Of course we could never do this tournament without the annual support from our local Hobie dealer, Key Sailing who provides several Hobie mirage drive kayaks and Academy Sports and Outdoor who also increased their support. (I even heard that Jay and Bryan picked up some Trevala rods to give away) If you haven't been to the new store, check it out.

As you plan for the big day, don't forget:


Last volunteer meeting is Wednesday 5:30 at IMS, 4400 Bayou Blvd Ste 4
Bring a new lure to the Capt meeting on Friday to enter best dang tackle box drawing
Bring a few extra bucks to enter the reverse raffle for a Hobie Pro Angler. Tix are $10
We will see you there.

Ted


----------



## JD7.62 (Feb 13, 2008)

Weather looks great for the inshore guys. Surf forecast looks terrible so far for us offshore folks.

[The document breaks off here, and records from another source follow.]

impl Message {
    /// A message with one template.
    pub fn text(id: impl Into<String>, text: impl Into<String>) -> Self {
        Self {
            id: id.into(),
            description: None,
            body: MessageBody::Text(text.into()),
        }
    }

    /// A plural message. The `other` form is mandatory.
    ///
    /// # Example
    /// ```
    /// use request_i18n::i18n::{Message, PluralCategory};
    ///
    /// let message = Message::plural("items", [
    ///     (PluralCategory::One, "{{.PluralCount}} item"),
    ///     (PluralCategory::Other, "{{.PluralCount}} items"),
    /// ])?;
    /// assert!(message.is_plural());
    /// # Ok::<(), request_i18n::I18nError>(())
    /// ```
    pub fn plural<I, S>(id: impl Into<String>, forms: I) -> Result<Self>
    where
        I: IntoIterator<Item = (PluralCategory, S)>,
        S: Into<String>,
    {
        let id = id.into();
        let forms: BTreeMap<PluralCategory, String> =
            forms.into_iter().map(|(c, s)| (c, s.into())).collect();
        if !forms.contains_key(&PluralCategory::Other) {
            return Err(I18nError::InvalidMessage {
                id,
                reason: "plural message has no \"other\" form".to_string(),
            });
        }
        Ok(Self {
            id,
            description: None,
            body: MessageBody::Plural(forms),
        })
    }

    pub fn with_description(mut self, description: impl Into<String>) -> Self {
        self.description = Some(description.into());
        self
    }

    pub fn is_plural(&self) -> bool {
        matches!(self.body, MessageBody::Plural(_))
    }

    /// Template for a plural category, falling back to `other`.
    ///
    /// A text message ignores the category; a plural message with no
    /// category selected uses `other`.
    pub fn template(&self, category: Option<PluralCategory>) -> &str {
        match &self.body {
            MessageBody::Text(text) => text,
            MessageBody::Plural(forms) => category
                .and_then(|c| forms.get(&c))
                .or_else(|| forms.get(&PluralCategory::Other))
                .map(String::as_str)
                .unwrap_or_default(),
        }
    }

    /// Every template text of this message.
    pub fn templates(&self) -> Vec<&str> {
        match &self.body {
            MessageBody::Text(text) => vec![text.as_str()],
            MessageBody::Plural(forms) => forms.values().map(String::as_str).collect(),
        }
    }
}

/// One parsed file that contributed to a catalog.
#[derive(Debug, Clone, PartialEq, Eq)]
pub struct CatalogSource {
    /// Disambiguating key built from directory and base name (`"fr#messages.yaml"`).
    pub key: String,
    pub path: PathBuf,
    pub language: LanguageTag,
    pub messages: usize,
}

/// An immutable mapping from language to message id to message.
#[derive(Debug, Clone, Default)]
pub struct Catalog {
    languages: BTreeMap<LanguageTag, HashMap<String, Message>>,
    sources: Vec<CatalogSource>,
    loaded_at: Option<DateTime<Utc>>,
}

impl Catalog {
    pub fn new() -> Self {
        Self::default()
    }

    /// Look up a message in exactly one language.
    pub fn get(&self, language: &LanguageTag, id: &str) -> Option<&Message> {
        self.languages.get(language)?.get(id)
    }

    pub fn has_language(&self, language: &LanguageTag) -> bool {
        self.languages.contains_key(language)
    }

    /// Languages in lexicographic order.
    pub fn languages(&self) -> impl Iterator<Item = &LanguageTag> {
        self.languages.keys()
    }

    pub fn messages(&self, language: &LanguageTag) -> Option<&HashMap<String, Message>> {
        self.languages.get(language)
    }

    pub fn sources(&self) -> &[CatalogSource] {
        &self.sources
    }

    /// When the file-backed part of this catalog was built; `None` if never.
    pub fn loaded_at(&self) -> Option<DateTime<Utc>> {
        self.loaded_at
    }

    pub fn message_count(&self) -> usize {
        self.languages.values().map(HashMap::len).sum()
    }

    pub fn is_empty(&self) -> bool {
        self.languages.is_empty()
    }

    /// Insert messages, replacing existing ones with the same id.
    pub fn add_messages<I>(&mut self, language: LanguageTag, messages: I)
    where
        I: IntoIterator<Item = Message>,
    {
        let table = self.languages.entry(language).or_default();
        for message in messages {
            table.insert(message.id.clone(), message);
        }
    }
}

/// A file decoded into a language and its messages.
#[derive(Debug, Clone, PartialEq)]
pub struct ParsedFile {
    pub language: LanguageTag,
    pub messages: Vec<Message>,
}

/// Owns the published catalog and knows how to rebuild it from a file tree.
pub struct CatalogStore {
    tree: Arc<dyn FileTree>,
    formats: FormatRegistry,
    published: RwLock<Arc<Catalog>>,
    overlay: Mutex<BTreeMap<LanguageTag, HashMap<String, Message>>>,
    writer: Mutex<()>,
}

impl CatalogStore {
    /// A store with an empty, never-loaded catalog.
    pub fn new(tree: Arc<dyn FileTree>, formats: FormatRegistry) -> Self {
        Self {
            tree,
            formats,
            published: RwLock::new(Arc::new(Catalog::new())),
            overlay: Mutex::new(BTreeMap::new()),
            writer: Mutex::new(()),
        }
    }

    pub fn tree(&self) -> &dyn FileTree {
        self.tree.as_ref()
    }

    /// The currently published catalog.
    pub fn snapshot(&self) -> Arc<Catalog> {
        Arc::clone(&self.published.read())
    }

    /// Rebuild the catalog from every file in the tree and publish it.
    ///
    /// Files are read and parsed without touching the published catalog;
    /// any single failure aborts the load and leaves the old catalog live.
    pub fn load(&self) -> Result<Arc<Catalog>> {
        let _writer = self.writer.lock();
        self.rebuild()
    }

    /// Load only if `stale` still holds for the published catalog once the
    /// writer lock is taken. `None` means a concurrent load already ran.
    pub fn load_if<F>(&self, stale: F) -> Result<Option<Arc<Catalog>>>
    where
        F: FnOnce(Option<DateTime<Utc>>) -> bool,
    {
        let _writer = self.writer.lock();
        if !stale(self.snapshot().loaded_at()) {
            return Ok(None);
        }
        self.rebuild().map(Some)
    }

    // Caller holds the writer lock.
    fn rebuild(&self) -> Result<Arc<Catalog>> {
        let started = Utc::now();

        let mut catalog = self.build()?;
        for (language, messages) in self.overlay.lock().iter() {
            catalog.add_messages(language.clone(), messages.values().cloned());
        }
        catalog.loaded_at = Some(started);

        info!(
            "Loaded {} messages in {} languages from {} files",
            catalog.message_count(),
            catalog.languages.len(),
            catalog.sources.len()
        );

        let catalog = Arc::new(catalog);
        *self.published.write() = Arc::clone(&catalog);
        Ok(catalog)
    }

    /// Add messages directly, without a file.
    ///
    /// The live catalog is copied, extended and republished, so concurrent
    /// readers keep a consistent snapshot. The messages also survive later
    /// reloads.
    pub fn add_translation(&self, language: LanguageTag, messages: Vec<Message>) -> Result<()> {
        for message in &messages {
            if message.id.trim().is_empty() {
                return Err(I18nError::InvalidMessage {
                    id: message.id.clone(),
                    reason: "message id is empty".to_string(),
                });
            }
        }

        let _writer = self.writer.lock();
        let mut catalog = Catalog::clone(&self.snapshot());
        catalog.add_messages(language.clone(), messages.iter().cloned());
        let mut overlay = self.overlay.lock();
        let table = overlay.entry(language).or_default();
        for message in messages {
            table.insert(message.id.clone(), message);
        }
        *self.published.write() = Arc::new(catalog);
        Ok(())
    }

    /// Number of injected messages re-applied on every load.
    pub fn overlay_len(&self) -> usize {
        self.overlay.lock().values().map(HashMap::len).sum()
    }

    fn build(&self) -> Result<Catalog> {
        let mut catalog = Catalog::new();

        for entry in self.tree.walk() {
            let entry = entry?;
            if entry.is_dir {
                continue;
            }
            if is_hidden(&entry.path) {
                debug!("Skipping hidden locale file {}", entry.path.display());
                continue;
            }

            let bytes = self
                .tree
                .read(&entry.path)
                .map_err(|source| I18nError::ReadFile {
                    path: entry.path.clone(),
                    source,
                })?;
            let parsed = self.parse_file(&entry.path, &bytes)?;

            catalog.sources.push(CatalogSource {
                key: source_key(&entry.path),
                path: entry.path.clone(),
                language: parsed.language.clone(),
                messages: parsed.messages.len(),
            });
            catalog.add_messages(parsed.language, parsed.messages);
        }

        Ok(catalog)
    }

    /// Decode one file with the parser registered for its extension.
    pub fn parse_file(&self, path: &Path, bytes: &[u8]) -> Result<ParsedFile> {
        let extension = path
            .extension()
            .map(|e| e.to_string_lossy().into_owned())
            .unwrap_or_default();
        let parser = self
            .formats
            .get(&extension)
            .ok_or_else(|| I18nError::UnsupportedFormat {
                path: path.to_path_buf(),
                extension: extension.clone(),
            })?;

        let document = parser(bytes).map_err(|e| I18nError::ParseFile {
            path: path.to_path_buf(),
            reason: e.to_string(),
        })?;

        decode_document(path, document).map_err(|e| match e {
            I18nError::UnknownLanguage { .. } | I18nError::ParseFile { .. } => e,
            other => I18nError::ParseFile {
                path: path.to_path_buf(),
                reason: other.to_string(),
            },
        })
    }
}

We will keep our fingers and toes crossed that five days straight of ten to twenty mile an hour SE winds magically lays down and the surf calms down come tourney day.


----------



## rfh21 (May 17, 2012)

It's NOAA so expect either dead flat or 5 footers


----------



## JD7.62 (Feb 13, 2008)

I dont use NOAA because they dont really predict the surf. Ive been out with 6ft swells and little surf and big surf but hardly any swells. 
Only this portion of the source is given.